I terroristi dell’Isis, l’ultima delle strane creature che anche Occidente ha contribuito a far nascere imbottendo di armi i ribelli anti-Assad, vogliono portare la loro jihad nel cuore delle nostre città. Vogliono portare la paura nella nostra quotidianità. Vogliono sconvolgere le nostre vite, come già hanno fatto in altri paesi, nei quali gli attentati sono quasi quotidiani e le decine di migliaia di vittime innocenti non fanno più notizia. Daesh, l’autoproclamato stato islamico, ha un obiettivo dichiarato: unire attorno a se i musulmani sunniti. Per farlo deve portare la sua «guerra santa» e il suo «scontro di civiltà» a casa nostra. Deve farci «sentire in guerra» come occidentali, come cristiani, come discendenti dei «crociati». Deve farci dimenticare che la stragrande maggioranza delle vittime del terrorismo fondamentalista islamico è musulmana.

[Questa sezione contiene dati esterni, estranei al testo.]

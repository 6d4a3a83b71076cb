//! Responsive layout engine for the TUI.
//!
//! Adapts the layout based on terminal dimensions so the dashboard stays
//! usable from minimal terminals up to full screen.

use ratatui::layout::Constraint;

// Width breakpoints
const WIDTH_SINGLE_MAP: u16 = 90; // Below this: one map instead of four
const WIDTH_NARROW: u16 = 120; // Below this: drop the summary side panel

// Height breakpoints
const HEIGHT_MINIMAL: u16 = 14; // Below this: histogram only
const HEIGHT_COMPACT: u16 = 24; // Below this: shrink the histogram row

/// Terminal size classification for layout decisions.
#[derive(Debug, Clone, Copy, PartialEq)]
pub enum TerminalSize {
    /// Height < 14: histogram + header only
    Minimal,
    /// Height 14-24: maps with a shorter histogram row
    Compact,
    /// Height > 24: full layout
    Normal,
}

/// Computed layout configuration based on terminal dimensions.
#[derive(Debug, Clone)]
pub struct LayoutConfig {
    /// Terminal size classification
    pub size: TerminalSize,

    /// Whether to render the map row at all
    pub show_maps: bool,

    /// Show all four maps side by side; otherwise only the focused one
    pub show_all_maps: bool,

    /// Whether to show the hour-summary side panel
    pub show_summary_panel: bool,

    /// Rows reserved for the histogram panel
    pub histogram_height: u16,
}

impl Default for LayoutConfig {
    fn default() -> Self {
        Self {
            size: TerminalSize::Normal,
            show_maps: true,
            show_all_maps: true,
            show_summary_panel: true,
            histogram_height: 9,
        }
    }
}

impl LayoutConfig {
    /// Constraints for the map row: equal split across visible maps.
    #[must_use]
    pub fn map_constraints(&self) -> Vec<Constraint> {
        if self.show_all_maps {
            vec![Constraint::Ratio(1, 4); 4]
        } else {
            vec![Constraint::Ratio(1, 1)]
        }
    }
}

/// Compute layout configuration based on terminal dimensions.
///
/// # Breakpoints
///
/// | Terminal Size | Behavior |
/// |---------------|----------|
/// | Width < 90    | Show only the focused map |
/// | Width 90-120  | All maps, no summary side panel |
/// | Width > 120   | Full layout |
/// | Height < 14   | Histogram only (no map row) |
/// | Height 14-24  | Shorter histogram row |
#[must_use]
pub fn compute_layout(width: u16, height: u16) -> LayoutConfig {
    let mut config = LayoutConfig::default();

    if width < WIDTH_SINGLE_MAP {
        config.show_all_maps = false;
        config.show_summary_panel = false;
    } else if width <= WIDTH_NARROW {
        config.show_summary_panel = false;
    }

    if height < HEIGHT_MINIMAL {
        config.size = TerminalSize::Minimal;
        config.show_maps = false;
        config.histogram_height = 6;
    } else if height <= HEIGHT_COMPACT {
        config.size = TerminalSize::Compact;
        config.histogram_height = 7;
    }

    config
}

#[cfg(test)]
mod tests {
    use super::*;

    #[test]
    fn test_normal_layout() {
        let config = compute_layout(160, 40);
        assert_eq!(config.size, TerminalSize::Normal);
        assert!(config.show_maps);
        assert!(config.show_all_maps);
        assert!(config.show_summary_panel);
        assert_eq!(config.map_constraints().len(), 4);
    }

    #[test]
    fn test_narrow_drops_summary_panel() {
        let config = compute_layout(100, 40);
        assert!(config.show_all_maps);
        assert!(!config.show_summary_panel);
    }

    #[test]
    fn test_single_map_below_breakpoint() {
        let config = compute_layout(70, 40);
        assert!(!config.show_all_maps);
        assert_eq!(config.map_constraints().len(), 1);
    }

    #[test]
    fn test_minimal_height_hides_maps() {
        let config = compute_layout(160, 10);
        assert_eq!(config.size, TerminalSize::Minimal);
        assert!(!config.show_maps);
    }

    #[test]
    fn test_compact_height() {
        let config = compute_layout(160, 20);
        assert_eq!(config.size, TerminalSize::Compact);
        assert!(config.show_maps);
        assert!(config.histogram_height < LayoutConfig::default().histogram_height);
    }
}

Di fronte a tutto questo non ci si può certo voltare dall’altra parte. Ma sarebbe fare esattamente il gioco dei terroristi pensare che alla loro jihad bisogna rispondere con una «guerra santa» di segno opposto. Ed invocare atteggiamenti che assumono la logica della «guerra santa», come fanno certi settori del mondo cattolico europeo, non significa soltanto darla vinta al Califfato, fare esattamente ciò che gli assassini fondamentalisti vogliono e cercano. Significa anche e soprattutto dimenticare quanto di più vero c’è nell’esperienza della fede cristiana. Quella autenticamente vissuta e non quella geneticamente modificata in ideologia identitaria o in movimento cultural-politico. C’è infatti un modo di parlare di quanto accaduto in Francia, di parlare delle persecuzioni dei cristiani, che di cristiano non ha nulla, anche se chi lo fa si sente parte militante del cattolicesimo occidentale.

Le uniche parole autenticamente cristiane sono quelle che in queste ore ricordano come la realtà del martirio appartenga fin dall’inizio alla vita della Chiesa. Un’esperienza che è sempre stata presente. «Se hanno perseguitato me perseguiteranno anche voi», ha detto Gesù. I martiri cristiani, come ha ricordato Papa Francesco alla vigilia del viaggio in Armenia del mese scorso, sono persone qualunque, uomini, donne, bambini. Da sempre il loro sacrificio di innocenti, il loro sangue versato, è stato seme per nuovi cristiani, come diceva Tertulliano, e ha portato frutti di riconciliazione, di perdono, di amore.

Lo sguardo di fede mostra quale sia l’unica vera risposta agli ultimi efferati fatti di sangue, che ci scuotono dalle nostre bolle d’indifferenza. Come ha testimoniato qualche tempo fa quell’anziana donna cristiana copta, che non sa né leggere né scrivere e non si è mai mossa dalla sua povera casa di argilla sulla sponda del Nilo. Lei ha rifiutato di maledire quelli che gli hanno sgozzato il figlio sulla costa della Libia. Non li ha maledetti ma ha pregato per la loro salvezza. E in questa apparentemente «debole» risposta non si rispecchia soltanto una delle vette della civiltà umana. Si scorge soprattutto il segno della «debolezza onnipotente» del Dio cristiano, che ha abbassato e annientato se stesso per condividere le sofferenze degli uomini.